Après une semaine de fatigue
on arriva enfin en Alsace-Lorraine. On quitta le bateau à quelques
kilomètres de Phalsbourg ; nos voyageurs transportèrent leurs
malles et s'installèrent dans une auberge à bon marché
qu'ils connaissaient.
Puis l'oncle Frantz, usant de ses droits de tuteur
auprès des autorités allemandes, s'empressa de déclarer
pour ses neveux et pour lui même leur résolution de rester
Français et d'habiter en France. Comme ils étaient en règle
pour toutes les formalités nécessaires, acte en fut dressé
sans obstacle.
Alors l'oncle Frantz et les deux enfants se sentirent tout
émus d'être enfin arrivés au but qu'ils avaient poursuivi
avec tant d'énergie et de persévérance. Ils
songèrent à la France ; ils étaient heureux de lui
appartenir et d'avoir une patrie ; et cependant il ne restait plus devant
eux rien autre chose, ni maison, ni ville où l'on pût s'installer
et vitre tranquille : désormais il faudrait travailler sans
relâche pour gagner le pain quotidien jusqu'à ce qu'on eût
enfin un foyer, « une maison à soi », comme disait le
petit Julien. Mais ces trois âmes courageuses ne s'en effrayaient
pas : – Le devoir d'abord, disait l'oncle Frantz, le reste
ensuite !
Julien et André le coeur gros de souvenirs, suivaient
avec émotion les rues de la ville natale. On passa devant la petite
maison où Julien et André étaient nés, où
leur mère, où leur père étaient morts. Chemin
faisant on rencontrait des visages amis, de vieilles connaissances qui vous
souhaitaient la bienvenue, comme maître Hetman, l'ancien patron
d'André.
Après la maison paternelle, la première
où se rendirent les enfants fut celle de l'instituteur qui les avait
instruits, et auquel ils voulaient exprimer leur reconnaissance.

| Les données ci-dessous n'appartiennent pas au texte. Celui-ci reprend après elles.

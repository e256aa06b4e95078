//! Reader orchestrator
//!
//! [`PlayerBehaviorState`] ties the active behavior, the persisted sequence
//! index and the optional playback timer together. Every mutation runs under
//! one async lock so a behavior change fully tears down the previous timer
//! before anything else can observe or replace it.

use std::sync::Arc;
use std::time::Duration;

use lectio_common::events::{EventBus, ReaderEvent, TimerState};
use lectio_common::{time, Error, Passage, ReaderBehavior, Result};
use tokio::sync::Mutex;
use tracing::{debug, info, warn};

use super::queue::{Queue, QueueWindow};
use super::resolver::{resolve, Resolution};
use super::timer::{PlaybackTimer, TimerStatus};
use crate::db::{BehaviorStore, SessionKey, SessionStore};
use crate::providers::ReaderContext;

/// Largest accepted queue radius
pub const MAX_QUEUE_RADIUS: u32 = 100;

struct Inner {
    index: u32,
    timer: Option<PlaybackTimer>,
}

/// Collaborators and tuning for a [`PlayerBehaviorState`]
#[derive(Clone)]
pub struct ReaderDeps {
    pub context: ReaderContext,
    pub behaviors: Arc<dyn BehaviorStore>,
    pub session: Arc<dyn SessionStore>,
    pub events: EventBus,
    pub tick_interval: Duration,
}

/// Reader state machine
pub struct PlayerBehaviorState {
    deps: ReaderDeps,
    inner: Mutex<Inner>,
}

impl PlayerBehaviorState {
    /// Restore the reader from persisted state
    ///
    /// The sequence index is reloaded; a timed behavior gets a paused timer
    /// resuming from the persisted elapsed time. A timer that had already
    /// finished is restored finished, so the ended sequence stays ended.
    pub async fn load(deps: ReaderDeps) -> Result<Self> {
        let index = deps
            .session
            .load(SessionKey::SequenceIndex)
            .await?
            .map(index_from_stored)
            .unwrap_or(0);

        let state = Self {
            deps,
            inner: Mutex::new(Inner { index, timer: None }),
        };

        let behavior = state.get_behavior().await?;
        {
            let mut inner = state.inner.lock().await;
            let duration = match state.timer_duration(&behavior).await {
                Ok(duration) => duration,
                Err(e) => {
                    warn!("Not restoring timer, {} behavior does not resolve: {}", behavior.kind(), e);
                    None
                }
            };
            if let Some(duration) = duration {
                let stored = state.stored_elapsed().await?;
                let timer = state.new_timer(duration, stored);
                if timer.is_finished() {
                    timer.stop();
                }
                inner.timer = Some(timer);
            }
        }

        info!(
            "Reader loaded: {} behavior at index {}",
            behavior.kind(),
            index
        );
        Ok(state)
    }

    pub fn events(&self) -> &EventBus {
        &self.deps.events
    }

    // ========================================================================
    // Behavior
    // ========================================================================

    /// Make `behavior` active: index back to 0, timer discarded and, for a
    /// timed policy with something to play, replaced by a fresh paused one
    pub async fn set_behavior(&self, behavior: ReaderBehavior) -> Result<()> {
        behavior.validate()?;
        let timer_duration = self.timer_duration(&behavior).await?;

        let mut inner = self.inner.lock().await;

        inner.index = 0;
        self.persist_index(0).await?;

        if let Some(timer) = inner.timer.take() {
            timer.shutdown().await;
        }
        self.deps.session.store(SessionKey::TimerElapsed, 0.0).await?;

        self.deps.behaviors.set_reader_behavior(&behavior).await?;

        if let Some(duration) = timer_duration {
            inner.timer = Some(self.new_timer(duration, 0.0));
        }

        info!("Reader behavior set: {}", behavior.kind());
        self.deps.events.emit_lossy(ReaderEvent::BehaviorChanged {
            behavior,
            timestamp: time::now(),
        });
        Ok(())
    }

    /// Active behavior, read from the behavior store
    pub async fn get_behavior(&self) -> Result<ReaderBehavior> {
        self.deps.behaviors.get_reader_behavior().await
    }

    // ========================================================================
    // Timer lifecycle
    // ========================================================================

    /// Replace any timer with one resuming from the persisted elapsed time
    ///
    /// No-op (beyond discarding the old timer) when the policy is not timed
    /// or the behavior has nothing to play.
    pub async fn start_timer(&self) -> Result<()> {
        let mut inner = self.inner.lock().await;
        self.start_timer_locked(&mut inner).await
    }

    async fn start_timer_locked(&self, inner: &mut Inner) -> Result<()> {
        if let Some(timer) = inner.timer.take() {
            timer.shutdown().await;
        }

        let behavior = self.get_behavior().await?;
        let Some(duration) = self.timer_duration(&behavior).await? else {
            debug!("start_timer ignored: {} behavior has no timed content", behavior.kind());
            return Ok(());
        };

        let elapsed = self.resume_point(duration).await?;
        inner.timer = Some(self.new_timer(duration, elapsed));

        self.deps.events.emit_lossy(ReaderEvent::TimerStarted {
            duration,
            elapsed,
            timestamp: time::now(),
        });
        Ok(())
    }

    /// Stop and discard the timer
    pub async fn stop_timer(&self) {
        let mut inner = self.inner.lock().await;
        if let Some(timer) = inner.timer.take() {
            let elapsed = timer.current_time();
            timer.shutdown().await;
            debug!("Timer stopped at {:.3}s", elapsed);
            self.deps.events.emit_lossy(ReaderEvent::TimerStopped {
                finished: false,
                elapsed,
                timestamp: time::now(),
            });
        }
    }

    pub async fn pause_timer(&self) {
        if let Some(timer) = self.inner.lock().await.timer.as_ref() {
            timer.pause();
        }
    }

    pub async fn play_timer(&self) {
        if let Some(timer) = self.inner.lock().await.timer.as_ref() {
            timer.play();
        }
    }

    /// Play, first starting a new timer if there is none or it has finished
    pub async fn resume_or_restart(&self) -> Result<()> {
        let mut inner = self.inner.lock().await;

        let needs_new = inner.timer.as_ref().map_or(true, |t| t.is_finished());
        if needs_new {
            self.start_timer_locked(&mut inner).await?;
        }
        if let Some(timer) = inner.timer.as_ref() {
            timer.play();
        }
        Ok(())
    }

    /// Zero the timer's elapsed time, creating a timer if none is live
    pub async fn restart(&self) -> Result<()> {
        let mut inner = self.inner.lock().await;
        self.deps.session.store(SessionKey::TimerElapsed, 0.0).await?;

        let live = inner
            .timer
            .as_ref()
            .is_some_and(|t| t.state() != TimerState::Stopped);
        if !live {
            return self.start_timer_locked(&mut inner).await;
        }
        if let Some(timer) = inner.timer.as_ref() {
            timer.reset();
        }
        Ok(())
    }

    pub async fn timer_status(&self) -> Option<TimerStatus> {
        self.inner.lock().await.timer.as_ref().map(|t| t.status())
    }

    // ========================================================================
    // Sequence index
    // ========================================================================

    pub async fn current_index(&self) -> u32 {
        self.inner.lock().await.index
    }

    pub async fn set_index(&self, index: u32) -> Result<()> {
        let mut inner = self.inner.lock().await;
        self.update_index(&mut inner, index).await
    }

    /// Move to the next position; returns the new index
    pub async fn advance(&self) -> Result<u32> {
        let mut inner = self.inner.lock().await;
        let next = inner.index.saturating_add(1);
        self.update_index(&mut inner, next).await?;
        Ok(next)
    }

    pub async fn reset_index(&self) -> Result<()> {
        let mut inner = self.inner.lock().await;
        self.update_index(&mut inner, 0).await
    }

    async fn update_index(&self, inner: &mut Inner, index: u32) -> Result<()> {
        inner.index = index;
        self.persist_index(index).await?;
        debug!("Sequence index -> {}", index);
        self.deps.events.emit_lossy(ReaderEvent::SequenceIndexChanged {
            index,
            timestamp: time::now(),
        });
        Ok(())
    }

    // ========================================================================
    // Resolution
    // ========================================================================

    /// Passage at `index` (default: the current index)
    ///
    /// `None` once the timer has finished or the behavior is exhausted.
    pub async fn get_section(&self, index: Option<u32>) -> Result<Option<Passage>> {
        let (current, finished) = self.snapshot().await;
        if finished {
            return Ok(None);
        }

        let behavior = self.get_behavior().await?;
        let resolution = resolve(&behavior, index.unwrap_or(current), &self.deps.context).await?;
        Ok(resolution.passage())
    }

    /// Passages within `radius` of the current index
    ///
    /// `radius` above [`MAX_QUEUE_RADIUS`] is rejected.
    pub async fn get_queue(&self, radius: u32) -> Result<Queue> {
        if radius > MAX_QUEUE_RADIUS {
            return Err(Error::InvalidInput(format!(
                "queue radius must be at most {}, got {}",
                MAX_QUEUE_RADIUS, radius
            )));
        }

        let (current, finished) = self.snapshot().await;
        let window = QueueWindow::around(current, radius);

        let mut slots = Vec::new();
        if !finished {
            let behavior = self.get_behavior().await?;
            for index in window.indices() {
                let passage = resolve(&behavior, index, &self.deps.context).await?.passage();
                // Exhaustion only grows with the index
                if passage.is_none() {
                    break;
                }
                slots.push(passage);
            }
        }

        Ok(Queue::from_slots(&window, slots))
    }

    /// Stop the timer task; used before dropping the reader
    pub async fn shutdown(&self) {
        if let Some(timer) = self.inner.lock().await.timer.take() {
            timer.shutdown().await;
        }
    }

    async fn snapshot(&self) -> (u32, bool) {
        let inner = self.inner.lock().await;
        let finished = inner.timer.as_ref().is_some_and(|t| t.is_finished());
        (inner.index, finished)
    }

    /// Persisted elapsed time; 0 when unset or not a usable number
    async fn stored_elapsed(&self) -> Result<f64> {
        let stored = self
            .deps
            .session
            .load(SessionKey::TimerElapsed)
            .await?
            .unwrap_or(0.0);
        Ok(if stored.is_finite() && stored > 0.0 { stored } else { 0.0 })
    }

    /// Persisted elapsed time, or 0 if it already reached `duration`
    async fn resume_point(&self, duration: f64) -> Result<f64> {
        let stored = self.stored_elapsed().await?;
        Ok(if stored < duration { stored } else { 0.0 })
    }

    /// Timer duration for `behavior`: timed policies whose first position
    /// resolves to a passage
    async fn timer_duration(&self, behavior: &ReaderBehavior) -> Result<Option<f64>> {
        if !behavior.policy().is_timed() {
            return Ok(None);
        }
        match resolve(behavior, 0, &self.deps.context).await? {
            Resolution::Passage(_) => Ok(behavior.duration()),
            Resolution::Exhausted => Ok(None),
        }
    }

    fn new_timer(&self, duration: f64, elapsed: f64) -> PlaybackTimer {
        PlaybackTimer::start(
            duration,
            elapsed,
            self.deps.tick_interval,
            self.deps.events.clone(),
            self.deps.session.clone(),
        )
    }

    async fn persist_index(&self, index: u32) -> Result<()> {
        self.deps
            .session
            .store(SessionKey::SequenceIndex, index as f64)
            .await
    }
}

fn index_from_stored(value: f64) -> u32 {
    if value.is_finite() && value > 0.0 {
        value.min(u32::MAX as f64) as u32
    } else {
        0
    }
}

L'instituteur découvrit dans un coin de son jardin
quelques fleurs en avance sur le printemps, et Julien fit un gros bouquet de
ravenelles d'or et de pervenches bleues. Puis nos trois amis, dans une
même pensée, se dirigèrent vers le petit cimetière de
Phalsbourg.
Le soleil allait bientôt se coucher, empourprant
l'horizon, lorsqu'on arriva près de la tombe de Michel Volden. On
s'approcha de la petite plaque en fer qu'André avait lui-même
forgée pour y graver le nom de son père : puis on y
déposa le bouquet de Julien.
Alors de ces trois coeurs remplis de tendresse et de regrets
s'élevèrent intérieurement de belles et nobles
pensées.
L'oncle Frantz, immobile sur le gazon funèbre,
repassait en son âme les souvenirs de sa jeunesse ; il songeait aux
belles années passées en compagnie de ce frère qui dormait
son dernier sommeil au milieu des vieux parents, sur la terre natale devenue une
terre étrangère ! Il lui jurait en son coeur d'être le
père de ses deux orphelins.
Quant à André et à Julien, ils avaient
les yeux pleins de larmes : – Père, murmuraient-ils, nous
avons accompli ton voeu, nous sommes enfin les enfants de la France ;
bénis tes fils une dernière fois. Père, père, notre
coeur est resté tout plein de tes enseignements ; nous
tâcherons d'être, comme tu le voulais, dignes de la patrie, et pour
cela nous aimerons par-dessus toute chose le bien, la justice, tout ce qui est
grand, tout ce qui est généreux, tout ce qui doit faire que la
patrie française ne saurait périr.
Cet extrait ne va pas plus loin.